BEGIN Dataset extract

//! Rule 3: future with ще.
//!
//! A bare present-tense verb near a future time adverbial should be
//! prefixed with `ще`.

use crate::grammar::{byte_to_char_offset, Correction, CorrectionType, Severity, Span};
use once_cell::sync::Lazy;
use regex::Regex;

static FUTURE_ADVERBIALS: &[&str] = &[
    "утре", "довечера", "скоро", "после", "по-късно", "следващата седмица", "следващия месец",
];

/// Matches a future adverbial followed (anywhere later in the sentence, not
/// necessarily adjacent) by a bare present-tense verb not already preceded
/// by `ще`.
static VERB_RE: Lazy<Regex> = Lazy::new(|| Regex::new(r"(?i)\b(\p{L}+)(ам|ям|а|я|им|им|ем|иш|еш)\b").unwrap());

pub fn check(text: &str) -> Vec<Correction> {
    let mut out = Vec::new();

    let lower = text.to_lowercase();
    let has_future_adverbial = FUTURE_ADVERBIALS.iter().any(|adv| lower.contains(adv));
    if !has_future_adverbial {
        return out;
    }

    for caps in VERB_RE.captures_iter(text) {
        let full = caps.get(0).unwrap();
        let word = full.as_str();

        // Already future-marked or not actually a verb-shaped word we trust.
        let preceding = &text[..full.start()];
        if preceding.trim_end().to_lowercase().ends_with("ще") {
            continue;
        }
        // Skip the adverbials themselves and short function words.
        if FUTURE_ADVERBIALS.iter().any(|a| a.eq_ignore_ascii_case(word)) || word.chars().count() < 3 {
            continue;
        }

        let start = byte_to_char_offset(text, full.start());
        let end = byte_to_char_offset(text, full.end());

        out.push(Correction {
            kind: CorrectionType::FutureShte,
            before: word.to_string(),
            after: format!("ще {word}"),
            note: "Future actions need ще before the present-tense verb.".into(),
            error_tag: "future_shte".into(),
            severity: Severity::Moderate,
            span: Some(Span { start, end }),
        });
        // One correction per sentence is enough for this heuristic pass.
        break;
    }

    out
}

#[cfg(test)]
mod tests {
    use super::*;

    #[test]
    fn detects_utre_hodya() {
        let corrections = check("Утре ходя на работа.");
        assert_eq!(corrections.len(), 1);
        let c = &corrections[0];
        assert_eq!(c.kind, CorrectionType::FutureShte);
        assert_eq!(c.before, "ходя");
        assert_eq!(c.after, "ще ходя");
    }

    #[test]
    fn no_adverbial_no_correction() {
        assert!(check("Аз ходя на работа.").is_empty());
    }

    #[test]
    fn already_marked_with_shte_is_fine() {
        assert!(check("Утре ще ходя на работа.").is_empty());
    }
}
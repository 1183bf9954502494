//! Fallback synthesizer used when `espeak-ng` is not on `PATH` and in tests
//! — a duration-per-character silence model emitting a WAV container instead
//! of raw PCM, since the HTTP surface promises a decodable `audio/wav` body
//! regardless of backend.

use super::{SynthesisResult, TextToSpeech, TtsError};
use async_trait::async_trait;

const SAMPLE_RATE: u32 = 16_000;
const MS_PER_CHAR: u64 = 80;
const MIN_DURATION_MS: u64 = 200;
const MAX_DURATION_MS: u64 = 15_000;

pub struct SilenceTts;

impl SilenceTts {
    pub fn new() -> Self {
        Self
    }

    fn duration_ms(text: &str) -> u64 {
        let chars = text.chars().count() as u64;
        (chars * MS_PER_CHAR).clamp(MIN_DURATION_MS, MAX_DURATION_MS)
    }
}

impl Default for SilenceTts {
    fn default() -> Self {
        Self::new()
    }
}

/// Builds a 16-bit PCM mono WAV file containing `num_samples` zero samples
/// at `SAMPLE_RATE`.
fn silent_wav(num_samples: usize) -> Vec<u8> {
    let spec = hound::WavSpec {
        channels: 1,
        sample_rate: SAMPLE_RATE,
        bits_per_sample: 16,
        sample_format: hound::SampleFormat::Int,
    };

    let mut cursor = std::io::Cursor::new(Vec::new());
    {
        let mut writer =
            hound::WavWriter::new(&mut cursor, spec).expect("in-memory WAV writer never fails to open");
        for _ in 0..num_samples {
            writer.write_sample(0i16).expect("writing to an in-memory buffer never fails");
        }
        writer.finalize().expect("finalizing an in-memory WAV buffer never fails");
    }
    cursor.into_inner()
}

#[async_trait]
impl TextToSpeech for SilenceTts {
    fn name(&self) -> &'static str {
        "silence"
    }

    fn is_ready(&self) -> bool {
        true
    }

    async fn synthesize(&self, text: &str) -> Result<SynthesisResult, TtsError> {
        if text.is_empty() {
            return Err(TtsError::InvalidText("text must not be empty".into()));
        }
        let duration_ms = Self::duration_ms(text);
        let num_samples = (SAMPLE_RATE as u64 * duration_ms / 1000) as usize;
        Ok(SynthesisResult {
            audio: silent_wav(num_samples),
            content_type: "audio/wav",
        })
    }
}
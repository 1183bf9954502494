//! Rule 2: postposed definite article.
//!
//! Bulgarian marks definiteness with a suffix, not a separate word. Detects
//! a bare noun in a context that demands definiteness — here, directly
//! following one of a small set of deictic verbs, with no preceding
//! indefinite article — and suggests the correct definite form.
//!
//! A small static lookup table (indefinite → definite) sidesteps guessing
//! gender from spelling — which Bulgarian doesn't expose reliably on the
//! surface form — and, as a side effect, means an already-definite noun
//! simply isn't a key in the table, so it's never miscorrected.

use crate::grammar::{byte_to_char_offset, Correction, CorrectionType, Severity, Span};
use once_cell::sync::Lazy;
use regex::Regex;
use std::collections::HashMap;

static DEICTIC_VERBS: &[&str] = &["виждам", "намирам", "купувам", "взимам", "донасям"];

/// Indefinite → definite (short/oblique, object-position form) for common
/// A2/B1 scenario vocabulary.
static DEFINITE_FORMS: Lazy<HashMap<&'static str, &'static str>> = Lazy::new(|| {
    let mut m = HashMap::new();
    m.insert("стол", "стола");
    m.insert("маса", "масата");
    m.insert("прозорец", "прозореца");
    m.insert("ключ", "ключа");
    m.insert("вестник", "вестника");
    m.insert("дете", "детето");
    m.insert("кафе", "кафето");
    m.insert("книга", "книгата");
    m.insert("телефон", "телефона");
    m.insert("чадър", "чадъра");
    m
});

static TRIGGER_RE: Lazy<Regex> = Lazy::new(|| {
    let alternation = DEICTIC_VERBS.join("|");
    Regex::new(&format!(r"(?i)\b({alternation})\s+(\p{{L}}+)\s*\.?$")).unwrap()
});

pub fn check(text: &str) -> Vec<Correction> {
    let mut out = Vec::new();

    for sentence in text.split(['.', '!', '?']) {
        let sentence = sentence.trim();
        if sentence.is_empty() {
            continue;
        }
        let lower = sentence.to_lowercase();
        if lower.contains("един ") || lower.contains("една ") || lower.contains("едно ") {
            continue;
        }

        let Some(caps) = TRIGGER_RE.captures(sentence) else {
            continue;
        };
        let noun_match = caps.get(2).unwrap();
        let noun = noun_match.as_str();

        let Some(&definite) = DEFINITE_FORMS.get(noun.to_lowercase().as_str()) else {
            continue;
        };

        let offset_in_text = text.find(sentence).unwrap_or(0);
        let abs_start = offset_in_text + noun_match.start();
        let abs_end = offset_in_text + noun_match.end();

        out.push(Correction {
            kind: CorrectionType::DefiniteArticle,
            before: noun.to_string(),
            after: definite.to_string(),
            note: "The object refers to a specific, identifiable thing — use the definite suffix.".into(),
            error_tag: "definite_article".into(),
            severity: Severity::Serious,
            span: Some(Span {
                start: byte_to_char_offset(text, abs_start),
                end: byte_to_char_offset(text, abs_end),
            }),
        });
    }

    out
}

#[cfg(test)]
mod tests {
    use super::*;

    #[test]
    fn detects_vizhdam_stol() {
        let corrections = check("Виждам стол.");
        assert_eq!(corrections.len(), 1);
        let c = &corrections[0];
        assert_eq!(c.kind, CorrectionType::DefiniteArticle);
        assert_eq!(c.before, "стол");
        assert_eq!(c.after, "стола");
        assert_eq!(c.severity, Severity::Serious);
    }

    #[test]
    fn indefinite_article_present_is_fine() {
        assert!(check("Виждам един стол.").is_empty());
    }

    #[test]
    fn already_definite_is_not_in_table() {
        assert!(check("Виждам стола.").is_empty());
    }

    #[test]
    fn feminine_noun_gets_ta_suffix() {
        let corrections = check("Купувам маса.");
        assert_eq!(corrections[0].after, "масата");
    }

    #[test]
    fn unknown_noun_is_skipped() {
        assert!(check("Виждам бисквитка.").is_empty());
    }
}
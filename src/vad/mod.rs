//! Voice Activity Detection.
//!
//! Trait-based so the binary classifier backing the segmenter can be
//! swapped, even though only one concrete implementation is wired up today.

pub mod segmenter;
pub mod webrtc;

pub use segmenter::{SegmenterEvent, VadSegmenter};
pub use webrtc::WebRtcVad;

#[derive(Debug, thiserror::Error)]
pub enum VadError {
    #[error("invalid audio: {0}")]
    InvalidAudio(String),
    #[error("inference failed: {0}")]
    InferenceFailed(String),
}

#[derive(Debug, Clone, Copy)]
pub struct VadResult {
    pub is_speech: bool,
    pub confidence: f32,
}

/// A frame-by-frame speech/non-speech classifier. Must never suspend —
/// classification is pure CPU-bound computation.
pub trait VoiceActivityDetection: Send + Sync {
    fn name(&self) -> &'static str;

    /// Classify one 20 ms frame (320 samples at 16 kHz).
    fn detect(&self, samples: &[i16]) -> Result<VadResult, VadError>;
}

END Dataset extract

» Task goal: Lines in the records above that carry the word "bare" are to be located and copied.

» Result for this exercise:
//! A bare present-tense verb near a future time adverbial should be
/// necessarily adjacent) by a bare present-tense verb not already preceded
//! a bare noun in a context that demands definiteness — here, directly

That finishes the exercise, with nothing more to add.